Cybersecurity weaknesses
SBA Auditor Reports Information Security Vulnerabilities
The Small Business Administration‘s pandemic relief efforts exposed weaknesses in its cybersecurity posture, according to a report by the agency’s Office of the Inspector General.
OIG said it conducted an audit to determine whether SBA is compliant with the Federal Information Security Management Act and assess the maturity of the agency’s risk management controls.
Congress introduced FISMA to reduce the security risk to federal information and data.
The auditor evaluated SBA’s performance in eight domains: risk management, configuration management, identity and access management, data protection and privacy, security training, information security continuous monitoring, incident response, and contingency planning.
According to the report, SBA’s overall information security program is “not effective” because the agency only scored a “managed and measurable” maturity rating in incident response.

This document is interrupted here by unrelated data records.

//! Keyword-based health rating over the parsed food items.
//!
//! This is a display heuristic, not nutrition science: item names are matched
//! against small healthy/unhealthy keyword lists and the per-item scores are
//! averaged onto a 1-5 star scale.

use crate::models::FoodItem;

const HEALTHY_KEYWORDS: &[&str] = &[
    "salad", "vegetable", "fruit", "lean", "grilled", "steamed", "boiled", "fresh", "organic",
];

const UNHEALTHY_KEYWORDS: &[&str] = &[
    "fried", "deep fried", "processed", "sugary", "sweet", "dessert", "cake", "cookie", "candy",
    "soda",
];

const LABELS: [&str; 5] = ["Very Poor", "Poor", "Fair", "Good", "Excellent"];

/// A 1-5 star rating with its display label.
#[derive(Debug, Clone, PartialEq, Eq)]
pub struct HealthRating {
    pub tier: u8,
    pub label: &'static str,
    /// Set when the rating is a placeholder rather than derived from items.
    pub note: Option<&'static str>,
}

impl HealthRating {
    pub fn stars(&self) -> String {
        "⭐".repeat(self.tier as usize)
    }
}

/// Per-item contribution: healthy keywords win over unhealthy when both hit.
fn item_score(item: &FoodItem) -> i32 {
    let name = item.name.to_lowercase();
    if HEALTHY_KEYWORDS.iter().any(|k| name.contains(k)) {
        2
    } else if UNHEALTHY_KEYWORDS.iter().any(|k| name.contains(k)) {
        -1
    } else {
        1
    }
}

/// Rate a list of parsed food items.
///
/// An empty list deterministically yields the top tier with a "no items"
/// note; callers should treat that as a placeholder, not a real rating.
pub fn rate_items(items: &[FoodItem]) -> HealthRating {
    if items.is_empty() {
        return HealthRating {
            tier: 5,
            label: LABELS[4],
            note: Some("No items detected"),
        };
    }

    let score: i32 = items.iter().map(item_score).sum();

    // Average contribution is in [-1, 2]; shift onto the 1-5 scale.
    let normalized = (score as f64 / items.len() as f64) * 2.5 + 2.5;
    let tier = (normalized.round() as i64).clamp(1, 5) as u8;

    HealthRating {
        tier,
        label: LABELS[(tier - 1) as usize],
        note: None,
    }
}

OIG offered 10 recommendations focused on five of the domains. SBA agreed with the auditor’s recommendations and provided written comments that the final report accounted for.
According to inspector general’s office, SBA should design and implement a quality assurance program, enforce its cybersecurity and privacy policy, update its timeline of cybersecurity milestones, update its application change management process, address identified vulnerabilities in systems and track new accounts to ensure they are granted appropriate levels of access, among other measures.
The auditor excluded some findings related to data protection, privacy, contingency planning and incident response that have already been reported on in previous years.
In April 2020, OIG raised concerns regarding SBA’s data security, among other vulnerabilities associated with the increase in remote work, Nextgov reported.